* _Activity_:
Go through the records line by line from the top and repeat each one exactly, ending with the line that contains "thread exited during".

==== Information provided ====

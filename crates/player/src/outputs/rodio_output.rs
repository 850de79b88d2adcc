use crate::output::{AudioOutput, LoadToken, OutputEvent, OutputEventKind, OutputEventSender};
use anyhow::{anyhow, Context, Result};
use async_trait::async_trait;
use rodio::{Decoder, OutputStream, OutputStreamHandle, Sink, Source};
use std::io::Cursor;
use std::sync::atomic::{AtomicBool, Ordering};
use std::sync::mpsc::{self, RecvTimeoutError};
use std::sync::Arc;
use std::thread::JoinHandle;
use std::time::{Duration, Instant};

/// Commands for the audio thread
enum AudioCommand {
    Attach {
        url: String,
        token: LoadToken,
        events: OutputEventSender,
    },
    Detach,
    Play,
    Pause,
    Seek(f64),
    Volume(f32),
}

/// Plays sources on the default audio device through rodio
///
/// The device stream is not `Send`, so it lives on a dedicated thread that
/// downloads each source with a blocking HTTP client, decodes it from memory
/// and reports progress every tick.
pub struct RodioOutput {
    commands: Option<mpsc::Sender<AudioCommand>>,
    paused: Arc<AtomicBool>,
    attached: bool,
    thread: Option<JoinHandle<()>>,
}

impl RodioOutput {
    /// Open the default audio device
    pub fn new(tick: Duration) -> Result<Self> {
        let (tx, rx) = mpsc::channel();
        let (opened_tx, opened_rx) = mpsc::sync_channel(1);
        let paused = Arc::new(AtomicBool::new(true));
        let thread_paused = paused.clone();

        let thread = std::thread::Builder::new()
            .name("moodplay-audio".to_string())
            .spawn(move || {
                let (_stream, handle) = match OutputStream::try_default() {
                    Ok(pair) => {
                        let _ = opened_tx.send(Ok(()));
                        pair
                    }
                    Err(e) => {
                        let _ = opened_tx.send(Err(e.to_string()));
                        return;
                    }
                };
                audio_thread(handle, rx, thread_paused, tick);
            })
            .context("Failed to spawn audio thread")?;

        opened_rx
            .recv()
            .context("Audio thread exited during startup")?
            .map_err(|e| anyhow!("Failed to open audio device: {}", e))?;

        tracing::info!("Opened default audio device");

        Ok(Self {
            commands: Some(tx),
            paused,
            attached: false,
            thread: Some(thread),
        })
    }

    fn send(&self, command: AudioCommand) -> Result<()> {
        self.commands
            .as_ref()
            .ok_or_else(|| anyhow!("Audio thread stopped"))?
            .send(command)
            .map_err(|_| anyhow!("Audio thread stopped"))
    }

    fn require_source(&self) -> Result<()> {
        if self.attached {
            Ok(())
        } else {
            Err(anyhow!("No source attached"))
        }
    }
}

#[async_trait]
impl AudioOutput for RodioOutput {
    fn name(&self) -> &'static str {
        "rodio"
    }

    async fn attach(
        &mut self,
        url: &str,
        token: LoadToken,
        events: OutputEventSender,
    ) -> Result<()> {
        self.paused.store(true, Ordering::SeqCst);
        self.send(AudioCommand::Attach {
            url: url.to_string(),
            token,
            events,
        })?;
        self.attached = true;
        Ok(())
    }

    async fn detach(&mut self) -> Result<()> {
        if self.attached {
            self.send(AudioCommand::Detach)?;
            self.attached = false;
        }
        self.paused.store(true, Ordering::SeqCst);
        Ok(())
    }

    async fn play(&mut self) -> Result<()> {
        self.require_source()?;
        self.send(AudioCommand::Play)
    }

    async fn pause(&mut self) -> Result<()> {
        self.require_source()?;
        self.send(AudioCommand::Pause)
    }

    async fn seek(&mut self, seconds: f64) -> Result<()> {
        self.require_source()?;
        self.send(AudioCommand::Seek(seconds))
    }

    async fn set_volume(&mut self, volume: f32) -> Result<()> {
        self.send(AudioCommand::Volume(volume))
    }

    fn is_paused(&self) -> bool {
        self.paused.load(Ordering::SeqCst)
    }
}

impl Drop for RodioOutput {
    fn drop(&mut self) {
        // Closing the channel ends the audio thread
        self.commands = None;
        if let Some(thread) = self.thread.take() {
            let _ = thread.join();
        }
    }
}

/// Source currently attached on the audio thread
struct Track {
    token: LoadToken,
    events: OutputEventSender,
    bytes: Arc<[u8]>,
    sink: Sink,
    duration: Option<f64>,
    /// Playhead when the clock last stopped
    base: f64,
    /// Set while playing
    started: Option<Instant>,
    ended: bool,
}

impl Track {
    fn emit(&self, kind: OutputEventKind) {
        let _ = self.events.send(OutputEvent::new(self.token, kind));
    }

    fn position(&self) -> f64 {
        let pos = self.base + self.started.map_or(0.0, |s| s.elapsed().as_secs_f64());
        match self.duration {
            Some(d) => pos.min(d),
            None => pos,
        }
    }
}

fn download(url: &str) -> Result<Vec<u8>> {
    let response = reqwest::blocking::get(url)
        .with_context(|| format!("Failed to fetch {}", url))?
        .error_for_status()?;
    let bytes = response.bytes().context("Failed to read audio body")?;
    Ok(bytes.to_vec())
}

fn new_sink(
    handle: &OutputStreamHandle,
    bytes: &Arc<[u8]>,
    offset: f64,
    volume: f32,
) -> Result<(Sink, Option<f64>)> {
    let decoder = Decoder::new(Cursor::new(bytes.clone())).context("Failed to decode audio")?;
    let duration = decoder.total_duration().map(|d| d.as_secs_f64());

    let sink = Sink::try_new(handle).context("Failed to create audio sink")?;
    sink.pause();
    sink.set_volume(volume);
    sink.append(decoder.skip_duration(Duration::from_secs_f64(offset.max(0.0))));

    Ok((sink, duration))
}

fn load(
    handle: &OutputStreamHandle,
    url: &str,
    token: LoadToken,
    events: OutputEventSender,
    volume: f32,
) -> Result<Track, (OutputEventSender, anyhow::Error)> {
    let loaded = download(url).and_then(|bytes| {
        let bytes: Arc<[u8]> = bytes.into();
        let (sink, duration) = new_sink(handle, &bytes, 0.0, volume)?;
        Ok((bytes, sink, duration))
    });

    match loaded {
        Ok((bytes, sink, duration)) => Ok(Track {
            token,
            events,
            bytes,
            sink,
            duration,
            base: 0.0,
            started: None,
            ended: false,
        }),
        Err(e) => Err((events, e)),
    }
}

fn audio_thread(
    handle: OutputStreamHandle,
    commands: mpsc::Receiver<AudioCommand>,
    paused: Arc<AtomicBool>,
    tick: Duration,
) {
    let mut current: Option<Track> = None;
    let mut volume = 1.0_f32;

    loop {
        match commands.recv_timeout(tick) {
            Ok(AudioCommand::Attach { url, token, events }) => {
                // Dropping the old sink silences it
                current = None;
                tracing::debug!("Loading {}", url);

                match load(&handle, &url, token, events, volume) {
                    Ok(track) => {
                        if let Some(d) = track.duration {
                            track.emit(OutputEventKind::DurationKnown(d));
                        }
                        track.emit(OutputEventKind::Ready);
                        current = Some(track);
                    }
                    Err((events, e)) => {
                        tracing::warn!("Failed to load {}: {:#}", url, e);
                        let _ = events.send(OutputEvent::new(
                            token,
                            OutputEventKind::Error(format!("{:#}", e)),
                        ));
                    }
                }
            }
            Ok(AudioCommand::Detach) => current = None,
            Ok(AudioCommand::Play) => {
                if let Some(track) = current.as_mut() {
                    if track.ended {
                        restart_at(&handle, track, 0.0, volume);
                    }
                    if track.started.is_none() {
                        track.sink.play();
                        track.started = Some(Instant::now());
                        paused.store(false, Ordering::SeqCst);
                        track.emit(OutputEventKind::Playing);
                    }
                }
            }
            Ok(AudioCommand::Pause) => {
                if let Some(track) = current.as_mut() {
                    if track.started.is_some() {
                        track.base = track.position();
                        track.started = None;
                        track.sink.pause();
                        paused.store(true, Ordering::SeqCst);
                        track.emit(OutputEventKind::Paused);
                    }
                }
            }
            Ok(AudioCommand::Seek(seconds)) => {
                if let Some(track) = current.as_mut() {
                    restart_at(&handle, track, seconds, volume);
                    track.emit(OutputEventKind::TimeUpdated(track.position()));
                }
            }
            Ok(AudioCommand::Volume(v)) => {
                volume = v;
                if let Some(track) = &current {
                    track.sink.set_volume(v);
                }
            }
            Err(RecvTimeoutError::Timeout) => {}
            Err(RecvTimeoutError::Disconnected) => break,
        }

        if let Some(track) = current.as_mut() {
            if track.started.is_none() {
                continue;
            }

            track.emit(OutputEventKind::TimeUpdated(track.position()));

            if track.sink.empty() {
                track.base = track.duration.unwrap_or_else(|| track.position());
                track.started = None;
                track.ended = true;
                paused.store(true, Ordering::SeqCst);
                track.emit(OutputEventKind::Ended);
            }
        }
    }

    tracing::debug!("Audio thread stopped");
}

/// Rebuild the sink so playback continues from `seconds`
fn restart_at(handle: &OutputStreamHandle, track: &mut Track, seconds: f64, volume: f32) {
    let was_playing = track.started.is_some();

    match new_sink(handle, &track.bytes, seconds, volume) {
        Ok((sink, _)) => {
            track.sink.stop();
            track.sink = sink;
            track.base = seconds.max(0.0);
            track.ended = false;
            if was_playing {
                track.sink.play();
                track.started = Some(Instant::now());
            }
        }
        Err(e) => {
            tracing::warn!("Seek failed: {:#}", e);
            track.emit(OutputEventKind::Error(format!("{:#}", e)));
        }
    }
}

====

* _Exercise result_:
filename crates/player/src/outputs/rodio_output.rs
repository 850de79b88d2adcc
use crate::output::{AudioOutput, LoadToken, OutputEvent, OutputEventKind, OutputEventSender};
use anyhow::{anyhow, Context, Result};
use async_trait::async_trait;
use rodio::{Decoder, OutputStream, OutputStreamHandle, Sink, Source};
use std::io::Cursor;
use std::sync::atomic::{AtomicBool, Ordering};
use std::sync::mpsc::{self, RecvTimeoutError};
use std::sync::Arc;
use std::thread::JoinHandle;
use std::time::{Duration, Instant};

/// Commands for the audio thread
enum AudioCommand {
    Attach {
        url: String,
        token: LoadToken,
        events: OutputEventSender,
    },
    Detach,
    Play,
    Pause,
    Seek(f64),
    Volume(f32),
}

/// Plays sources on the default audio device through rodio
///
/// The device stream is not `Send`, so it lives on a dedicated thread that
/// downloads each source with a blocking HTTP client, decodes it from memory
/// and reports progress every tick.
pub struct RodioOutput {
    commands: Option<mpsc::Sender<AudioCommand>>,
    paused: Arc<AtomicBool>,
    attached: bool,
    thread: Option<JoinHandle<()>>,
}

impl RodioOutput {
    /// Open the default audio device
    pub fn new(tick: Duration) -> Result<Self> {
        let (tx, rx) = mpsc::channel();
        let (opened_tx, opened_rx) = mpsc::sync_channel(1);
        let paused = Arc::new(AtomicBool::new(true));
        let thread_paused = paused.clone();

        let thread = std::thread::Builder::new()
            .name("moodplay-audio".to_string())
            .spawn(move || {
                let (_stream, handle) = match OutputStream::try_default() {
                    Ok(pair) => {
                        let _ = opened_tx.send(Ok(()));
                        pair
                    }
                    Err(e) => {
                        let _ = opened_tx.send(Err(e.to_string()));
                        return;
                    }
                };
                audio_thread(handle, rx, thread_paused, tick);
            })
            .context("Failed to spawn audio thread")?;

        opened_rx
            .recv()
            .context("Audio thread exited during startup")?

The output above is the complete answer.